The Associated Press recently said it would stop using some wire-service jargon as instructions on its stories. Among them were “sted,” for “instead of”; “graf” for “paragraph”; and “lede,” for the top of a story. Those had been around for more than seventy-five years, and their derivations may be a mystery to some, especially those under forty. Here’s a primer on the source, or possible source, of some of the terms used in many newsrooms today.

Lede: The opening of an article is often spelled this way, though it’s pronounced to rhyme with “heed.” In the days before computers, type was set using hot lead. If a story came up short, thin pieces of lead were inserted between the lines to space it out. (Hence “leading,” pronounced LED-ing, for the space between two lines of type.) If a story sent to the typesetter had “lead” written on top to indicate that it was the opening paragraph, it could be confused with an order to space out the type. So editors started spelling that “lead” as “lede.”

Sted, graf, hed, dek: These and other shortened forms of words were used as typesetting or composition orders, so they couldn’t be mistaken for words to be set into type by themselves.

Slug: The short name for the story was usually set in a large, single “slug” of lead that more easily identified the type for the story waiting to be put into a page.

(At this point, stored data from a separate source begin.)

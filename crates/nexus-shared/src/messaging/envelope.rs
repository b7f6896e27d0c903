//! Typed request/response envelopes carried on the agent bus.

use serde::{Deserialize, Serialize};
use serde_json::Value;

/// A message on the agent bus. Envelopes serialize textually (JSON) and
/// correlate through `conversation_id` + `reply_to`.
#[derive(Debug, Clone, PartialEq, Serialize, Deserialize)]
pub struct MessageEnvelope {
    pub sender: String,
    /// Intended consumer; topic fan-out still delivers to every subscriber,
    /// handlers filter on this field themselves
    #[serde(skip_serializing_if = "Option::is_none")]
    pub recipient: Option<String>,
    pub topic: String,
    pub payload: Value,
    pub message_id: String,
    #[serde(skip_serializing_if = "Option::is_none")]
    pub reply_to: Option<String>,
    #[serde(skip_serializing_if = "Option::is_none")]
    pub conversation_id: Option<String>,
}

impl MessageEnvelope {
    pub fn request(sender: impl Into<String>, topic: impl Into<String>, payload: Value) -> Self {
        Self {
            sender: sender.into(),
            recipient: None,
            topic: topic.into(),
            payload,
            message_id: crate::types::new_id(),
            reply_to: None,
            conversation_id: None,
        }
    }

    pub fn with_recipient(mut self, recipient: impl Into<String>) -> Self {
        self.recipient = Some(recipient.into());
        self
    }

    pub fn with_conversation(mut self, conversation_id: impl Into<String>) -> Self {
        self.conversation_id = Some(conversation_id.into());
        self
    }

    /// Build the reply to this envelope: posted on the canonical reply topic,
    /// carrying `reply_to = self.message_id` and the same conversation id.
    pub fn reply(&self, sender: impl Into<String>, payload: Value) -> Self {
        Self {
            sender: sender.into(),
            recipient: Some(self.sender.clone()),
            topic: reply_topic(&self.topic),
            payload,
            message_id: crate::types::new_id(),
            reply_to: Some(self.message_id.clone()),
            conversation_id: self.conversation_id.clone(),
        }
    }

    /// Error reply carrying the error's stable category string.
    pub fn error_reply(&self, sender: impl Into<String>, error: &crate::error::NexusError) -> Self {
        self.reply(
            sender,
            serde_json::json!({
                "error": error.to_string(),
                "category": error.category(),
            }),
        )
    }

    /// Whether this envelope's payload is an error reply.
    pub fn is_error(&self) -> bool {
        self.payload.get("error").is_some()
    }

    /// Error text of an error reply, if any.
    pub fn error_text(&self) -> Option<&str> {
        self.payload.get("error").and_then(Value::as_str)
    }

    /// Error category of an error reply, if any.
    pub fn error_category(&self) -> Option<&str> {
        self.payload.get("category").and_then(Value::as_str)
    }
}

/// Canonical reply topic for a request topic.
pub fn reply_topic(request_topic: &str) -> String {
    format!("{request_topic}.response")
}

#[cfg(test)]
mod tests {
    use super::*;

    #[test]
    fn test_reply_correlation_fields() {
        let request = MessageEnvelope::request("pipeline", "research.decompose", Value::Null)
            .with_conversation("conv-1")
            .with_recipient("decomposer");
        let reply = request.reply("decomposer", serde_json::json!({"ok": true}));

        assert_eq!(reply.topic, "research.decompose.response");
        assert_eq!(reply.reply_to.as_deref(), Some(request.message_id.as_str()));
        assert_eq!(reply.conversation_id.as_deref(), Some("conv-1"));
        assert_eq!(reply.recipient.as_deref(), Some("pipeline"));
    }

    #[test]
    fn test_error_reply_carries_category() {
        let request = MessageEnvelope::request("pipeline", "search.request", Value::Null);
        let reply = request.error_reply(
            "exa_search",
            &crate::error::NexusError::provider("exa", "quota exceeded"),
        );
        assert!(reply.is_error());
        assert_eq!(reply.error_category(), Some("provider_error"));
        assert!(reply.error_text().unwrap().contains("quota exceeded"));
    }

    #[test]
    fn test_envelope_serializes_textually() {
        let envelope = MessageEnvelope::request("a", "t", serde_json::json!({"q": 1}));
        let text = serde_json::to_string(&envelope).unwrap();
        let back: MessageEnvelope = serde_json::from_str(&text).unwrap();
        assert_eq!(envelope, back);
    }
}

Slot: Back when every newspaper had a copy desk and computers were the stuff of science fiction, the copy desk was shaped like a horseshoe. (Why no one said it was shaped like the letter “U” is a mystery.) The copy desk chief, called the “slot man,” sat inside the horseshoe, where he could roll up and down, distributing and retrieving copy from the editors who sat on the outside. And thus the copy editors on the outside came to be referred to as the rim.

Stringer: This nickname for a correspondent came about, legend has it, because correspondents were paid by the length of their stories; editors would measure the stories with a string to determine how much to pay. There’s no support for the theory that “stringers” were so named because the newspapers that bought their copy would “string” them along, promising jobs but never delivering.

30: Many theories have been presented about the tradition of ending a story with the number 30, sometimes rendered as “-30-” or “##30##.” The most plausible is that it’s a telegrapher’s code. Some attribute it to Walter Phillips, who developed a telegraphic shorthand for frequently used words so press reports could be sent faster and cheaper than typing out full words.

Among the Phillips codes, Richard B. Harnett reported in his 1997 book, Wirespeak: Codes and Jargon of the News Business, were Scotus for “Supreme Court of the United States” and “Potus” for “President of the United States,” acronyms still used today. (Others, such as “Rpby” for “responsibility” and “Enud” for “enumerated,” are best left to the dustbin of history.)

The Phillips Code did not include any numbers, Harnett pointed out. But the code used by telegraph operators did. “30” meant “No more, the end.”

A 1915 textbook, Newspaper Editing by Grant Milnor Hyde, strongly supports the telegrapher theory. Its 1925 edition says to write “30” at the end of a story, preferably in a circle, and twice identifies “30” as “the telegrapher’s end mark.” That book also lists “#” or “###” as end marks.